B.手を動かしながら2週間で学ぶ AWS 基本から応用まで
こちらの教材は「新規購入停止中」のようです(2021/12/03 時点)
代替教材としては以下が良いかと思いますので、ご参考ください。
超初心者が最も簡単にAWSアーキテクチャ構築を学習する講座
https://www.udemy.com/course/aws-play/
動画で用意されたphpファイルをLinuxコマンドでいじりながら、AWSの基礎と応用について学べる教材です。
同じ動画をハンズオン学習するよりも、別の動画でおさらいする方が学びや気付きが増えて効果的です。
C.【SAA-C02版】AWS 認定ソリューションアーキテクト アソシエイト模擬試験問題集(6回分390問)
得意分野/不得意分野を明確にして効率よく学習するために、模擬試験を解きましょう。
A(これだけでOK!〜)の付録の模擬試験はAの学習内容を問う内容が中心のように感じたため、
最新版の試験内容に対応したこちらを合わせて買うか、WEB問題集を買うのがオススメです。
書籍
書籍選びはそこまで重要ではなく、ハンズオンの補強程度に考えておくと良いです。
いずれも2500円程度。
A.徹底攻略 AWS認定 ソリューションアーキテクト – アソシエイト教科書(通称:黒本)
定番の黒本ですね。
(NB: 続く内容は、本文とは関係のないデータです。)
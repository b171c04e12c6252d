//! # Tenant ledger
//!
//! The single place where a tenant's balance is computed. Every endpoint
//! that shows a balance, an arrears figure, or a debtor list goes through
//! these functions.
//!
//! Sign convention: `balance = total_paid - rent`. A positive balance is
//! credit (overpaid), a negative balance is arrears (owed). Display code that
//! wants "amount owed" as a positive figure uses [`TenantLedger::arrears`].
//!
//! The persisted `tenants.balance` column is a cache written from
//! [`compute_balance`] inside the payment transaction; nothing here reads it.

use serde::{Deserialize, Serialize};
use uuid::Uuid;

use crate::domain::{Money, Payment};
use crate::error::DomainError;

/// Sum of payment amounts. Order-independent.
pub fn total_paid<'a, I>(payments: I) -> Money
where
    I: IntoIterator<Item = &'a Payment>,
{
    payments.into_iter().map(|p| p.amount).sum()
}

/// `sum(payments) - rent`. `payments` must be the complete history of one tenant.
pub fn compute_balance(rent: Money, payments: &[Payment]) -> Money {
    total_paid(payments) - rent
}

/// Ledger summary for one tenant. See [`TenantLedger::from_history`].
pub fn summarize(tenant_id: Uuid, rent: Money, payments: &[Payment]) -> Result<TenantLedger, DomainError> {
    TenantLedger::from_history(tenant_id, rent, payments)
}

/// Where a tenant stands after applying the ledger
#[derive(Debug, Clone, Copy, PartialEq, Eq, Serialize, Deserialize)]
#[serde(rename_all = "snake_case", tag = "state", content = "amount")]
pub enum Standing {
    Arrears(Money),
    Cleared,
    Credit(Money),
}

/// Derived ledger figures for one tenant
#[derive(Debug, Clone, Copy, PartialEq, Eq, Serialize, Deserialize)]
pub struct TenantLedger {
    pub tenant_id: Uuid,
    pub rent: Money,
    pub total_paid: Money,
    pub balance: Money,
}

impl TenantLedger {
    /// Builds the ledger from a tenant's payment history, refusing histories
    /// that contain another tenant's payments.
    pub fn from_history(tenant_id: Uuid, rent: Money, payments: &[Payment]) -> Result<Self, DomainError> {
        if let Some(stray) = payments.iter().find(|p| p.tenant_id != tenant_id) {
            return Err(DomainError::ConsistencyError(format!(
                "Payment {} belongs to tenant {}, not {}",
                stray.id, stray.tenant_id, tenant_id
            )));
        }

        let total_paid = total_paid(payments);
        Ok(Self {
            tenant_id,
            rent,
            total_paid,
            balance: total_paid - rent,
        })
    }

    pub fn standing(&self) -> Standing {
        if self.balance.is_negative() {
            Standing::Arrears(self.balance.abs())
        } else if self.balance.is_positive() {
            Standing::Credit(self.balance)
        } else {
            Standing::Cleared
        }
    }

    /// Amount owed as a non-negative figure.
    pub fn arrears(&self) -> Money {
        if self.balance.is_negative() {
            self.balance.abs()
        } else {
            Money::ZERO
        }
    }

    /// Amount overpaid as a non-negative figure.
    pub fn credit(&self) -> Money {
        if self.balance.is_positive() {
            self.balance
        } else {
            Money::ZERO
        }
    }

    pub fn is_debtor(&self) -> bool {
        self.balance.is_negative()
    }
}
//! Tenant repository trait (port)

use async_trait::async_trait;
use uuid::Uuid;

use crate::domain::{Tenant, TenantRecord};
use crate::error::DomainError;

#[cfg_attr(any(test, feature = "mocks"), mockall::automock)]
#[async_trait]
pub trait TenantRepository: Send + Sync {
    async fn list_active_by_owner(&self, owner_id: Uuid) -> Result<Vec<TenantRecord>, DomainError>;
    async fn find_active(&self, owner_id: Uuid, tenant_id: Uuid) -> Result<Option<TenantRecord>, DomainError>;
    async fn update_contact(&self, tenant: &Tenant) -> Result<Tenant, DomainError>;
}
網羅的な内容でまとめられていますが、付録の模擬試験がやや易しく感じました。
B.AWS認定アソシエイト3資格対策~ソリューションアーキテクト、デベロッパー、SysOpsアドミニストレーター(通称:白本)
勝手に白本と命名。タイトルの通り、他のアソシエイト資格の取得も目指すなら有用です。
模擬試験は付いていないので注意。資格対策のみにとどまらず、AWSの体型的な理解にフォーカスされている1冊です。
章ごとにチュートリアル用の情報がまとめられており「手を動かして理解したい!」という方や「何をハンズオンすればいいか分からない!」という方に特にオススメ。
C.この1冊で合格! AWS認定ソリューションアーキテクト - アソシエイト テキスト&問題集(通称:黃本)
黄色いので黄本とします。Aのような網羅的な内容に加え、最新試験への対策ポイントが丁寧にまとめられています。
特に図解が分かりやすく、頭にスッと入ってきやすい工夫がされている印象を受けました。
SAA取得にフォーカスして学習するなら、現時点ではこちらの対策本が最もオススメです。
WEB問題集
AWS WEB問題集で学習しよう
1回で7問出題され、120回以上(問題数にして840問以上)トレーニングできます。
プランごとに受けられる問題数が決まっているのですが、私は 90日間/プラチナプラン(当時4600円程度) を購入し、1周しました。
対策本の模試試験 or AWS公式の模擬試験どちらか1回 + WEB問題集 の組み合わせが理想的ですね。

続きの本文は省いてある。